» Description of the task:
Write the entries out in full, matching them exactly.

--- Record set ---

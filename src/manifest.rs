//! Append-only cleanup manifest shared by every test worker process.
//!
//! Each decision is one JSON line. Appends take an exclusive `flock` on the
//! file for the duration of that single write, so concurrent workers never
//! interleave lines. The coordinator reads the whole file once and deletes it.
//! File I/O is synchronous `std::fs`; these are short local operations.

use std::fs::{self, OpenOptions};
use std::io::{BufRead, BufReader, Write};
use std::path::{Path, PathBuf};

use nix::errno::Errno;
use nix::fcntl::{Flock, FlockArg};
use tracing::{debug, warn};

use crate::record::ExecutionRecord;

/// Errors produced by manifest operations.
#[derive(Debug, thiserror::Error)]
pub enum ManifestError {
    /// Filesystem failure on the manifest path.
    #[error("manifest I/O failed for {path}: {source}")]
    Io {
        /// Manifest path involved.
        path: PathBuf,
        /// Underlying error.
        source: std::io::Error,
    },
    /// The advisory lock could not be taken or released.
    #[error("manifest lock failed for {path}: {errno}")]
    Lock {
        /// Manifest path involved.
        path: PathBuf,
        /// Errno reported by `flock(2)`.
        errno: Errno,
    },
    /// A record could not be encoded.
    #[error("failed to encode manifest record: {0}")]
    Serialize(#[from] serde_json::Error),
}

/// Handle on the manifest file at a well-known path.
#[derive(Debug, Clone)]
pub struct ManifestStore {
    path: PathBuf,
}

impl ManifestStore {
    /// Create a store for the manifest at `path`. Nothing is touched on disk.
    pub fn new(path: impl Into<PathBuf>) -> Self {
        Self { path: path.into() }
    }

    /// Manifest file path.
    pub fn path(&self) -> &Path {
        &self.path
    }

    /// Whether a manifest is pending.
    pub fn exists(&self) -> bool {
        self.path.is_file()
    }

    /// Append one record as a single line under an exclusive lock.
    ///
    /// # Errors
    ///
    /// Returns an error if the record cannot be encoded, the file cannot be
    /// opened or written, or the lock cannot be taken.
    pub fn append(&self, record: &ExecutionRecord) -> Result<(), ManifestError> {
        let mut line = serde_json::to_string(record)?;
        line.push('\n');

        if let Some(parent) = self.path.parent().filter(|p| !p.as_os_str().is_empty()) {
            fs::create_dir_all(parent).map_err(|source| self.io_error(source))?;
        }

        let file = OpenOptions::new()
            .create(true)
            .append(true)
            .open(&self.path)
            .map_err(|source| self.io_error(source))?;

        let mut locked = Flock::lock(file, FlockArg::LockExclusive)
            .map_err(|(_, errno)| self.lock_error(errno))?;

        // Whole line in one write so a reader never sees a partial record.
        let written = locked
            .write_all(line.as_bytes())
            .and_then(|()| locked.flush());

        let unlocked = locked.unlock().map_err(|(_, errno)| self.lock_error(errno));
        written.map_err(|source| self.io_error(source))?;
        unlocked?;

        debug!(
            path = %self.path.display(),
            node_id = %record.node_id,
            action = %record.action,
            "manifest record appended"
        );
        Ok(())
    }

    /// Read every well-formed record currently persisted.
    ///
    /// Malformed lines are logged and skipped. A missing manifest yields an
    /// empty list.
    ///
    /// # Errors
    ///
    /// Returns an error if the file exists but cannot be read.
    pub fn read_all(&self) -> Result<Vec<ExecutionRecord>, ManifestError> {
        let file = match fs::File::open(&self.path) {
            Ok(file) => file,
            Err(e) if e.kind() == std::io::ErrorKind::NotFound => return Ok(Vec::new()),
            Err(source) => return Err(self.io_error(source)),
        };

        let mut records = Vec::new();
        // Raw bytes per line: a torn write may not even be valid UTF-8.
        for (index, line) in BufReader::new(file).split(b'\n').enumerate() {
            let line = line.map_err(|source| self.io_error(source))?;
            let trimmed = line.trim_ascii();
            if trimmed.is_empty() {
                continue;
            }
            match serde_json::from_slice::<ExecutionRecord>(trimmed) {
                Ok(record) => records.push(record),
                Err(e) => warn!(
                    path = %self.path.display(),
                    line = index.saturating_add(1),
                    error = %e,
                    "skipping malformed manifest line"
                ),
            }
        }
        Ok(records)
    }

    /// Delete the manifest. A missing file is not an error.
    ///
    /// # Errors
    ///
    /// Returns an error if the file exists but cannot be removed.
    pub fn clear(&self) -> Result<(), ManifestError> {
        match fs::remove_file(&self.path) {
            Ok(()) => Ok(()),
            Err(e) if e.kind() == std::io::ErrorKind::NotFound => Ok(()),
            Err(source) => Err(self.io_error(source)),
        }
    }

    fn io_error(&self, source: std::io::Error) -> ManifestError {
        ManifestError::Io {
            path: self.path.clone(),
            source,
        }
    }

    fn lock_error(&self, errno: Errno) -> ManifestError {
        ManifestError::Lock {
            path: self.path.clone(),
            errno,
        }
    }
}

---

» Answer area:
filename src/manifest.rs
//! Append-only cleanup manifest shared by every test worker process.
//!
//! Each decision is one JSON line. Appends take an exclusive `flock` on the
//! file for the duration of that single write, so concurrent workers never
//! interleave lines. The coordinator reads the whole file once and deletes it.
//! File I/O is synchronous `std::fs`; these are short local operations.

use std::fs::{self, OpenOptions};
use std::io::{BufRead, BufReader, Write};
use std::path::{Path, PathBuf};

use nix::errno::Errno;
use nix::fcntl::{Flock, FlockArg};
use tracing::{debug, warn};

use crate::record::ExecutionRecord;

/// Errors produced by manifest operations.
#[derive(Debug, thiserror::Error)]
pub enum ManifestError {
    /// Filesystem failure on the manifest path.
    #[error("manifest I/O failed for {path}: {source}")]
    Io {
        /// Manifest path involved.
        path: PathBuf,
        /// Underlying error.
        source: std::io::Error,
    },
    /// The advisory lock could not be taken or released.
    #[error("manifest lock failed for {path}: {errno}")]
    Lock {
        /// Manifest path involved.
        path: PathBuf,
        /// Errno reported by `flock(2)`.
        errno: Errno,
    },
    /// A record could not be encoded.
    #[error("failed to encode manifest record: {0}")]
    Serialize(#[from] serde_json::Error),
}

/// Handle on the manifest file at a well-known path.
#[derive(Debug, Clone)]
pub struct ManifestStore {
    path: PathBuf,
}

impl ManifestStore {
    /// Create a store for the manifest at `path`. Nothing is touched on disk.
    pub fn new(path: impl Into<PathBuf>) -> Self {
        Self { path: path.into() }
    }

    /// Manifest file path.
    pub fn path(&self) -> &Path {
        &self.path
    }

    /// Whether a manifest is pending.
    pub fn exists(&self) -> bool {
        self.path.is_file()
    }

    /// Append one record as a single line under an exclusive lock.
    ///
    /// # Errors
    ///
    /// Returns an error if the record cannot be encoded, the file cannot be
    /// opened or written, or the lock cannot be taken.
    pub fn append(&self, record: &ExecutionRecord) -> Result<(), ManifestError> {
        let mut line = serde_json::to_string(record)?;
        line.push('\n');

        if let Some(parent) = self.path.parent().filter(|p| !p.as_os_str().is_empty()) {
            fs::create_dir_all(parent).map_err(|source| self.io_error(source))?;
        }

        let file = OpenOptions::new()
            .create(true)
            .append(true)
            .open(&self.path)
            .map_err(|source| self.io_error(source))?;

        let mut locked = Flock::lock(file, FlockArg::LockExclusive)
            .map_err(|(_, errno)| self.lock_error(errno))?;

        // Whole line in one write so a reader never sees a partial record.
        let written = locked
            .write_all(line.as_bytes())
            .and_then(|()| locked.flush());

        let unlocked = locked.unlock().map_err(|(_, errno)| self.lock_error(errno));
        written.map_err(|source| self.io_error(source))?;
        unlocked?;

        debug!(
            path = %self.path.display(),
            node_id = %record.node_id,
            action = %record.action,
            "manifest record appended"
        );
        Ok(())
    }

    /// Read every well-formed record currently persisted.
    ///
    /// Malformed lines are logged and skipped. A missing manifest yields an
    /// empty list.
    ///
    /// # Errors
    ///
    /// Returns an error if the file exists but cannot be read.
    pub fn read_all(&self) -> Result<Vec<ExecutionRecord>, ManifestError> {
        let file = match fs::File::open(&self.path) {
            Ok(file) => file,
            Err(e) if e.kind() == std::io::ErrorKind::NotFound => return Ok(Vec::new()),
            Err(source) => return Err(self.io_error(source)),
        };

        let mut records = Vec::new();
        // Raw bytes per line: a torn write may not even be valid UTF-8.
        for (index, line) in BufReader::new(file).split(b'\n').enumerate() {
            let line = line.map_err(|source| self.io_error(source))?;
            let trimmed = line.trim_ascii();
            if trimmed.is_empty() {
                continue;
            }
            match serde_json::from_slice::<ExecutionRecord>(trimmed) {
                Ok(record) => records.push(record),
                Err(e) => warn!(
                    path = %self.path.display(),
                    line = index.saturating_add(1),
                    error = %e,
                    "skipping malformed manifest line"
                ),
            }
        }
        Ok(records)
    }

    /// Delete the manifest. A missing file is not an error.
    ///
    /// # Errors
    ///
    /// Returns an error if the file exists but cannot be removed.
    pub fn clear(&self) -> Result<(), ManifestError> {
        match fs::remove_file(&self.path) {
            Ok(()) => Ok(()),
            Err(e) if e.kind() == std::io::ErrorKind::NotFound => Ok(()),
            Err(source) => Err(self.io_error(source)),
        }
    }

    fn io_error(&self, source: std::io::Error) -> ManifestError {
        ManifestError::Io {
            path: self.path.clone(),
            source,
        }
    }

    fn lock_error(&self, errno: Errno) -> ManifestError {
        ManifestError::Lock {
            path: self.path.clone(),
            errno,
        }
    }
}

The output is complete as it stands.